Once new drugs have been developed, they are first tested in animal models of a particular disease or in tissue culture, containing an individual cell type. There is no guarantee that this type of test is relevant for human disease, and there is also no guarantee that relevant drugs won’t be missed that might have worked in more complex disease combinations.
Multi-morbidities are also not taken into account when new drugs are tested in patients. Remarkably, the patients who have the most severe disease combinations, and are the most problematic to treat, are mostly excluded from clinical trials. In coronary heart disease, for example, on average, 69% of patients with multi-mobidities are excluded from clinical trials because clinicians are wary of making their disease even worse. Yet these are the patients that most need the treatment. Also, how the drug works may differ in patients with one disease compared with patients with more than one disease.

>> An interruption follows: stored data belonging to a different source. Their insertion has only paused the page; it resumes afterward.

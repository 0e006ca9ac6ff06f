use chess_core::{
    Board, BoardState, Color, GameState, Layout, LayoutError, Move, MoveGenerator, Notation,
    PieceType, Square,
};

fn sq(name: &str) -> Square {
    Square::from_algebraic(name).unwrap()
}

fn play(state: &BoardState, text: &str) -> BoardState {
    let mv = Notation::parse_coordinate(&state.board, text).unwrap();
    assert!(state.is_legal(&mv), "{} should be legal", text);
    state.play(&mv)
}

/// 每一步都检查所有合法走法不会让己方王被将军
fn assert_legal_moves_are_safe(state: &BoardState) {
    for mv in state.legal_moves() {
        let next = state.board.apply(&mv);
        assert!(
            !MoveGenerator::is_in_check(&next, state.side_to_move),
            "{} leaves {} in check",
            mv,
            state.side_to_move
        );
    }
}

#[test]
fn initial_position_round_trip() {
    let state = BoardState::initial();
    assert_eq!(state.status(), GameState::InProgress);
    assert_eq!(state.legal_moves().len(), 20);

    let pawn_pushes = state
        .legal_moves()
        .iter()
        .filter(|m| m.piece.piece_type == PieceType::Pawn)
        .count();
    assert_eq!(pawn_pushes, 16);
}

#[test]
fn scholars_mate_sequence() {
    let mut state = BoardState::initial();
    for text in ["e2e4", "e7e5", "f1c4", "b8c6", "d1h5", "g8f6"] {
        state = play(&state, text);
        assert_eq!(state.status(), GameState::InProgress);
        assert_legal_moves_are_safe(&state);
    }

    state = play(&state, "h5f7");
    assert_eq!(state.side_to_move, Color::Black);
    assert!(MoveGenerator::is_in_check(&state.board, Color::Black));
    assert!(state.legal_moves().is_empty());
    assert_eq!(state.status(), GameState::Checkmate);
    assert_eq!(
        Layout::board_to_string(&state.board),
        "r1bqkb1r/pppp1Qpp/2n2n2/4p3/2B1P3/8/PPPP1PPP/RNB1K1NR"
    );
}

#[test]
fn lone_king_stalemate() {
    let state = Layout::parse("7k/5Q2/6K1/8/8/8/8/8 b").unwrap();
    assert!(!MoveGenerator::is_in_check(&state.board, Color::Black));
    assert_eq!(state.status(), GameState::Stalemate);
}

#[test]
fn castling_then_rook_is_relocated() {
    let mut state = Layout::parse("r3k2r/pppppppp/8/8/8/8/PPPPPPPP/R3K2R w").unwrap();
    state = play(&state, "e1g1");
    state = play(&state, "e8c8");

    let board = &state.board;
    assert_eq!(board.get(sq("g1")).map(|p| p.piece_type), Some(PieceType::King));
    assert_eq!(board.get(sq("f1")).map(|p| p.piece_type), Some(PieceType::Rook));
    assert_eq!(board.get(sq("c8")).map(|p| p.piece_type), Some(PieceType::King));
    assert_eq!(board.get(sq("d8")).map(|p| p.piece_type), Some(PieceType::Rook));
    assert!(board.is_empty(sq("h1")));
    assert!(board.is_empty(sq("a8")));
}

#[test]
fn castling_rejected_when_transit_attacked() {
    // 黑象控制 f1，g1 本身不受攻击
    let state = Layout::parse("4k3/8/8/8/8/8/4b3/4K2R w").unwrap();
    let castle = Notation::parse_coordinate(&state.board, "e1g1").unwrap();
    assert!(MoveGenerator::is_square_attacked(&state.board, sq("f1"), Color::Black));
    assert!(!MoveGenerator::is_square_attacked(&state.board, sq("g1"), Color::Black));
    assert!(!state.is_legal(&castle));
}

#[test]
fn promotion_replaces_pawn() {
    let state = Layout::parse("8/4P3/8/4K3/8/8/3k4/8 w - - 0 1").unwrap();
    for piece_type in PieceType::PROMOTIONS {
        let mv = Move::new(sq("e7"), sq("e8"), state.board.get(sq("e7")).unwrap())
            .promoting_to(piece_type);
        assert!(state.is_legal(&mv));
        let next = state.play(&mv);
        let placed = next.board.get(sq("e8")).unwrap();
        assert_eq!(placed.piece_type, piece_type);
        assert_eq!(placed.color, Color::White);
    }
}

#[test]
fn first_move_playout_keeps_invariant() {
    let mut state = BoardState::initial();
    for _ in 0..40 {
        assert_legal_moves_are_safe(&state);
        let moves = state.legal_moves();
        let Some(mv) = moves.last() else {
            break;
        };
        state = state.play(mv);
    }
}

#[test]
fn malformed_layouts_are_rejected() {
    assert!(matches!(
        Board::from_layout("rnbqkbnr/pppppppp/8/8/8/8/PPPPPPPP"),
        Err(LayoutError::RankCount { count: 7 })
    ));
    assert!(matches!(
        Board::from_layout("rnbqkbnr/pppppppp/8/8/8/8/PPPPPPPP/RNBQKBN"),
        Err(LayoutError::FileCount { .. })
    ));
    assert!(matches!(
        Board::from_layout("rnbqqbnr/pppppppp/8/8/8/8/PPPPPPPP/RNBQKBNR"),
        Err(LayoutError::KingCount {
            color: Color::Black,
            count: 0
        })
    ));
}

#[test]
fn perft_from_kiwipete_depth_two() {
    // 标准结果 2039 含一步吃过路兵（b4xa3），这里不支持吃过路兵
    let state = Layout::parse("r3k2r/p1ppqpb1/bn2pnp1/3PN3/1p2P3/2N2Q1p/PPPBBPPP/R3K2R w").unwrap();
    assert_eq!(MoveGenerator::perft(&state.board, Color::White, 1), 48);
    assert_eq!(MoveGenerator::perft(&state.board, Color::White, 2), 2038);
}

The situation is even worse for dementia patients where 95% have other diseases, yet in 86% of trials, patients with other conditions are excluded. Instead, recruitment for clinical trials picks those patients who are potentially less affected by the disease in question, as they do not have any of the commonly associated multi-morbidities, which could also mean they are in a younger age group that responds differently to the drug.
Appetite for a new approach
Is it any wonder that little progress has been made in the treatment of the most debilitating conditions affecting the human race? New targets for drugs should not be chosen irrespective of what else is wrong with the patient. Rather patients with a particular disease should be sub-categorized and studied based on the other diseases they have, and treatment specifically tested and tailored to their needs.
Also, science funding bodies and the pharmaceutical industry should drive the development of new animal and tissue culture models in which to test new drugs that encompass patient disease complexity. There is an appetite among researchers for this approach, but the momentum needs to increase.